Not really. There is no rule to say which of c=4 and a=b are executed
first, in the above line. Actually, it's not even guaranteed that
either of them is executed "first" at all --- the compiler is at
liberty to intermix their execution any way it likes.
> But then (a=b) evaluates to a VALUE.
Care quoting chapter and verse to back up that statement?
> So, it is a rvalue ! (?)
Your compiler obviously thinks it's an lvalue, too.
--
Hans-Bernhard Broeker (bro...@physik.rwth-aachen.de)
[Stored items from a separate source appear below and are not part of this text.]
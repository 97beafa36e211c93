//! Instruction Set Architecture (ISA) Definitions.
//!
//! Field layouts, opcode and function-code constants organized by RISC-V
//! extension, and the classification table that maps an encoding to the
//! handler executing it.
//!
//! # Extensions
//!
//! * `rv64i`: Base Integer Instruction Set (64-bit).
//! * `rv64m`: Standard Extension for Integer Multiplication and Division.
//! * `rv64a`: Standard Extension for Atomic Instructions.
//! * `privileged`: ECALL/EBREAK encodings and exception cause codes.

/// Application Binary Interface (ABI) register name mappings.
pub mod abi;

/// Immediate extraction and sign extension.
pub mod decode;

/// Instruction disassembler for debug tracing and diagnostics.
pub mod disasm;

/// Instruction encoding structures and bit extraction utilities.
pub mod instruction;

/// Instruction identities and their classes.
pub mod op;

/// System instruction encodings and exception causes.
pub mod privileged;

/// Atomic memory operations extension (AMO instructions).
pub mod rv64a;

/// Base integer instruction set (64-bit RISC-V core instructions).
pub mod rv64i;

/// Integer multiply/divide extension (MUL, DIV, REM instructions).
pub mod rv64m;

/// Opcode → handler classification table.
pub mod table;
Even if all the snow were burnt, ashes would remain.
Michael Tiomkin
> Hi,
>
> In the following program, I can not figure out why it is not an error.
>
> int a,b,c;
> int main()
> {
> a=b=c=3;
>
> (a=b)=c=4; /* this is the statement in question */
> /* why not error ? */
>
> printf ("a=%d b=%d c=%d\n",a,b,c); /* prints 4 3 4 WHY ????*/
>
> return 0;
> }
>
> I think that a=b is executed first. But then (a=b) evaluates to a VALUE.
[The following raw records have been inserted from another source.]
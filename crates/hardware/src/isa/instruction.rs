//! Instruction word model and field extraction.
//!
//! A fetched instruction is kept as its raw 32-bit encoding. Every field the
//! dispatcher or a handler needs is derived on demand through
//! [`InstructionBits`]; nothing is cached or mutated after fetch.

use crate::common::constants::{
    COMPRESSED_INSTRUCTION_MASK, INSTRUCTION_SIZE_16, INSTRUCTION_SIZE_32,
    STANDARD_INSTRUCTION_VALUE,
};
use crate::isa::decode;
use crate::isa::rv64a::opcodes::{AQ_BIT, RL_BIT};

/// Bit mask for extracting the opcode field (bits 0-6).
pub const OPCODE_MASK: u32 = 0x7F;
/// Bit mask for a 5-bit register index field.
pub const REG_MASK: u32 = 0x1F;
/// Bit mask for extracting the funct3 field (bits 12-14).
pub const FUNCT3_MASK: u32 = 0x7;
/// Bit mask for extracting the funct5 field (bits 27-31).
pub const FUNCT5_MASK: u32 = 0x1F;
/// Bit mask for extracting the funct6 field (bits 26-31).
pub const FUNCT6_MASK: u32 = 0x3F;
/// Bit mask for extracting the funct7 field (bits 25-31).
pub const FUNCT7_MASK: u32 = 0x7F;
/// Bit mask for extracting the funct12 field (bits 20-31).
pub const FUNCT12_MASK: u32 = 0xFFF;
/// Bit mask for the 6-bit RV64 shift amount (bits 20-25).
pub const SHAMT_MASK: u32 = 0x3F;

/// Field extraction for raw RISC-V instruction encodings.
///
/// Implemented for `u32` so decode tables can classify a word without
/// wrapping it first.
pub trait InstructionBits {
    /// Extracts the opcode field (bits 0-6).
    fn opcode(&self) -> u32;

    /// Extracts the destination register field (bits 7-11).
    ///
    /// Register 0 (x0) is hardwired to zero and writes to it are discarded.
    fn rd(&self) -> usize;

    /// Extracts the first source register field (bits 15-19).
    fn rs1(&self) -> usize;

    /// Extracts the second source register field (bits 20-24).
    fn rs2(&self) -> usize;

    /// Extracts the funct3 field (bits 12-14).
    fn funct3(&self) -> u32;

    /// Extracts the funct5 field (bits 27-31), the AMO operation selector.
    fn funct5(&self) -> u32;

    /// Extracts the funct6 field (bits 26-31), used by RV64 shift-immediates.
    fn funct6(&self) -> u32;

    /// Extracts the funct7 field (bits 25-31).
    ///
    /// Distinguishes base from alternate encodings (ADD vs SUB) and the
    /// M extension (funct7 = 1) from the base integer set.
    fn funct7(&self) -> u32;

    /// Extracts the funct12 field (bits 20-31), used by SYSTEM instructions.
    fn funct12(&self) -> u32;

    /// Extracts the 6-bit shift amount (bits 20-25).
    fn shamt(&self) -> u32;
}

impl InstructionBits for u32 {
    #[inline(always)]
    fn opcode(&self) -> u32 {
        self & OPCODE_MASK
    }

    #[inline(always)]
    fn rd(&self) -> usize {
        ((self >> 7) & REG_MASK) as usize
    }

    #[inline(always)]
    fn rs1(&self) -> usize {
        ((self >> 15) & REG_MASK) as usize
    }

    #[inline(always)]
    fn rs2(&self) -> usize {
        ((self >> 20) & REG_MASK) as usize
    }

    #[inline(always)]
    fn funct3(&self) -> u32 {
        (self >> 12) & FUNCT3_MASK
    }

    #[inline(always)]
    fn funct5(&self) -> u32 {
        (self >> 27) & FUNCT5_MASK
    }

    #[inline(always)]
    fn funct6(&self) -> u32 {
        (self >> 26) & FUNCT6_MASK
    }

    #[inline(always)]
    fn funct7(&self) -> u32 {
        (self >> 25) & FUNCT7_MASK
    }

    #[inline(always)]
    fn funct12(&self) -> u32 {
        (self >> 20) & FUNCT12_MASK
    }

    #[inline(always)]
    fn shamt(&self) -> u32 {
        (self >> 20) & SHAMT_MASK
    }
}

/// An immutable fetched instruction word.
///
/// Construction never fails: any 32-bit value is structurally decodable.
/// Whether the encoding names a real instruction is decided by the decode
/// table at dispatch time.
#[derive(Clone, Copy, Debug, PartialEq, Eq, Hash)]
pub struct Instruction(u32);

impl Instruction {
    /// Wraps a raw instruction word.
    #[must_use]
    pub const fn new(raw: u32) -> Self {
        Self(raw)
    }

    /// Returns the raw encoding.
    #[must_use]
    pub const fn raw(self) -> u32 {
        self.0
    }

    /// Returns the encoded length in bytes.
    ///
    /// Words whose low two bits are not `0b11` belong to the compressed
    /// (16-bit) space.
    #[must_use]
    pub const fn length(self) -> u64 {
        if self.0 & COMPRESSED_INSTRUCTION_MASK == STANDARD_INSTRUCTION_VALUE {
            INSTRUCTION_SIZE_32
        } else {
            INSTRUCTION_SIZE_16
        }
    }

    /// Returns `true` for a 16-bit (compressed) encoding.
    #[must_use]
    pub const fn is_compressed(self) -> bool {
        self.length() == INSTRUCTION_SIZE_16
    }

    /// Major opcode, bits [6:0].
    #[must_use]
    pub fn opcode(self) -> u32 {
        self.0.opcode()
    }

    /// Destination register, bits [11:7].
    #[must_use]
    pub fn rd(self) -> usize {
        self.0.rd()
    }

    /// First source register, bits [19:15].
    #[must_use]
    pub fn rs1(self) -> usize {
        self.0.rs1()
    }

    /// Second source register, bits [24:20].
    #[must_use]
    pub fn rs2(self) -> usize {
        self.0.rs2()
    }

    /// Minor opcode, bits [14:12].
    #[must_use]
    pub fn funct3(self) -> u32 {
        self.0.funct3()
    }

    /// Bits [31:27].
    #[must_use]
    pub fn funct5(self) -> u32 {
        self.0.funct5()
    }

    /// Bits [31:25].
    #[must_use]
    pub fn funct7(self) -> u32 {
        self.0.funct7()
    }

    /// 6-bit shift amount, bits [25:20].
    #[must_use]
    pub fn shamt(self) -> u32 {
        self.0.shamt()
    }

    /// Acquire ordering bit of an AMO.
    #[must_use]
    pub const fn aq(self) -> bool {
        (self.0 >> 25) & AQ_BIT != 0
    }

    /// Release ordering bit of an AMO.
    #[must_use]
    pub const fn rl(self) -> bool {
        (self.0 >> 25) & RL_BIT != 0
    }

    /// Sign-extended I-type immediate.
    #[must_use]
    pub const fn imm_i(self) -> i64 {
        decode::imm_i(self.0)
    }

    /// Sign-extended S-type immediate.
    #[must_use]
    pub const fn imm_s(self) -> i64 {
        decode::imm_s(self.0)
    }

    /// Sign-extended B-type immediate (always even).
    #[must_use]
    pub const fn imm_b(self) -> i64 {
        decode::imm_b(self.0)
    }

    /// U-type immediate, already shifted into bits [31:12] and sign-extended.
    #[must_use]
    pub const fn imm_u(self) -> i64 {
        decode::imm_u(self.0)
    }

    /// Sign-extended J-type immediate (always even).
    #[must_use]
    pub const fn imm_j(self) -> i64 {
        decode::imm_j(self.0)
    }
}

impl From<u32> for Instruction {
    fn from(raw: u32) -> Self {
        Self(raw)
    }
}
> So, it is a rvalue ! (?)
> If so, how can I assign the value of c to it ?
Well, I think you made several mistakes in this case. First, a=b
doesn't need to execute first. The compiler can execute c=4 before.
Fortunately, in your case there will be the same result.
Second, a=b evaluates to an lvalue of 'a'. In case that an assignment
appears at the right hand side of another assignment, like c=3 in
b=c=3, only the value part is used. Recall that 'a' itself is also an
lvalue, and it can be used as a value in b=a, and as an assignment
target in a=5.
I don't think that chain assignments are useful in C, because they
can confuse somebody else who will read your code. The '=' infix
operator is right-to-left, and all the other infix operators in C are
left-to-right.
I would prefer to avoid testing the knowledge of C of somebody else
who might need to read and understand your code and make a couple of
changes very fast.
Very naturally, these patterns might be useful only in a C exam!-)
Michael
Douglas A. Gwyn
> I don't think that chain assignments are useful in C, because they
> can confuse somebody else who will read your code.
The common idiom i = j = k = 0; is not a problem.
Keith Thompson
> Avraham <niv...@walla.co.il> wrote:
[...]
> > But then (a=b) evaluates to a VALUE.
>
> Care quoting chapter and verse to back up that statement?
C99 6.5.16p3:
An assignment expression has the value of the left operand after
the assignment, but is not an lvalue.
--
Keith Thompson (The_Other_Keith) ks...@mib.org <http://www.ghoti.net/~kst>
San Diego Supercomputer Center <*> <http://users.sdsc.edu/~kst>
We must do something. This is something. Therefore, we must do this.
Kenneth Brody
[...]
> > int a,b,c;
[...]
> > (a=b)=c=4; /* this is the statement in question */
> > /* why not error ? */
> Second, a=b evaluates to an lvalue of 'a'.
It does? Not on any C compiler I have access to.
--
+-------------------------+--------------------+-----------------------------+
| Kenneth J. Brody | www.hvcomputer.com | |
| kenbrody/at\spamcop.net | www.fptech.com | #include <std_disclaimer.h> |
+-------------------------+--------------------+-----------------------------+
Gene Wirchenko
[snip]
> Well, I think you made several mistakes in this case. First, a=b
>doesn't need to execute first. The compiler can execute c=4 before.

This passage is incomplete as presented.